1. The NIS classifies acts or omissions that occur during pregnancy as not countable.
2. The NIS excludes institutional abuse and neglect.
3. The NIS excludes problems or hazards that a parent or caregiver could not avoid, due to lack of financial means (where appropriate assistance was not available through public agencies), or the caregiver’s death, hospitalization, incarceration (where it was physically impossible to provide or arrange for adequate care).
4. Study data are annualized using multipliers that assume a specific time period. The restriction on the time of maltreatment ensures that the annualization multipliers apply to the correct basis. For CPS data, CPS has to receive the report during the study reference period and accept it for investigation; for sentinel agencies, the maltreatment itself has to occur during the study reference period.
5. To count a child in the study estimates, the Harm Standard generally requires moderate harm from abuse but serious harm from neglect.

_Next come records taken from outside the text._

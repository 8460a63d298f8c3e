//! Protocol constants
//!
//! Message ids, channel event codes and framing limits for the subset of the
//! ANT serial protocol spoken by the tracker base station.

// ============================================================================
// Framing
// ============================================================================

/// Sync byte written on every outbound frame.
pub const SYNC: u8 = 0xA4;
/// Alternate sync byte some dongles use on inbound frames.
pub const SYNC_ALT: u8 = 0xA5;
/// Bytes in a frame besides its payload: sync, length, message id, checksum.
pub const FRAME_OVERHEAD: usize = 4;
/// Smallest legal value of the length byte.
pub const MIN_PAYLOAD_LEN: usize = 1;
/// Largest legal value of the length byte.
pub const MAX_PAYLOAD_LEN: usize = 32;
/// Largest frame the codec will accept.
pub const MAX_FRAME_SIZE: usize = MAX_PAYLOAD_LEN + FRAME_OVERHEAD;
/// Bytes carried by one burst packet: sequence/channel byte plus eight data bytes.
pub const BURST_PACKET_SIZE: usize = 9;
/// Sequence bit marking the last packet of a burst.
pub const BURST_LAST_PACKET: u8 = 0x80;

// ============================================================================
// Message ids (host -> dongle)
// ============================================================================

/// Assign channel.
pub const MSG_ASSIGN_CHANNEL: u8 = 0x42;
/// Set channel period.
pub const MSG_CHANNEL_PERIOD: u8 = 0x43;
/// Set search timeout.
pub const MSG_SEARCH_TIMEOUT: u8 = 0x44;
/// Set channel RF frequency.
pub const MSG_CHANNEL_FREQUENCY: u8 = 0x45;
/// Set network key.
pub const MSG_NETWORK_KEY: u8 = 0x46;
/// Set transmit power.
pub const MSG_TRANSMIT_POWER: u8 = 0x47;
/// Reset the ANT chip.
pub const MSG_RESET: u8 = 0x4A;
/// Open channel.
pub const MSG_OPEN_CHANNEL: u8 = 0x4B;
/// Close channel.
pub const MSG_CLOSE_CHANNEL: u8 = 0x4C;
/// Set channel id.
pub const MSG_CHANNEL_ID: u8 = 0x51;

// ============================================================================
// Message ids (both directions / dongle -> host)
// ============================================================================

/// Channel response or channel event.
pub const MSG_CHANNEL_EVENT: u8 = 0x40;
/// Broadcast data; the tracker beacon.
pub const MSG_BROADCAST_DATA: u8 = 0x4E;
/// Acknowledged data.
pub const MSG_ACKNOWLEDGED_DATA: u8 = 0x4F;
/// Burst data.
pub const MSG_BURST_DATA: u8 = 0x50;
/// Startup message sent after a reset.
pub const MSG_STARTUP: u8 = 0x6F;

// ============================================================================
// Channel event codes (third payload byte of MSG_CHANNEL_EVENT)
// ============================================================================

/// Command accepted.
pub const EVENT_RESPONSE_NO_ERROR: u8 = 0x00;
/// Burst receive failed.
pub const EVENT_TRANSFER_RX_FAILED: u8 = 0x04;
/// Acknowledged or burst transfer completed.
pub const EVENT_TRANSFER_TX_COMPLETED: u8 = 0x05;
/// Acknowledged or burst transfer failed.
pub const EVENT_TRANSFER_TX_FAILED: u8 = 0x06;
/// Transfer started.
pub const EVENT_TRANSFER_TX_START: u8 = 0x0A;

/// Status byte of the startup message expected after a command reset.
pub const STARTUP_COMMAND_RESET: u8 = 0x20;

/// Returns true for either sync byte.
pub const fn is_sync(byte: u8) -> bool {
    byte == SYNC || byte == SYNC_ALT
}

6. For maltreatment to count under the Harm Standard, the perpetrator of abuse must be a parent, parent-substitute, or an adult caregiver; a neglect perpetrator must be a parent or parent-substitute. The Endangerment Standard relaxes these criteria in several respects. It includes situations where adult caregivers other than a parent or parent substitute permit sexual abuse and situations where non-parental minor caregivers perpetrate or permit sexual abuse. In addition, it includes other adult caregivers (besides parents and parent substitutes) as allowable perpetrators of two forms of neglect: inadequate supervision and other physical neglect (such as inadequate food, clothing, shelter, disregard of physical hazards, and other inattention to child’s physical safety and well-being).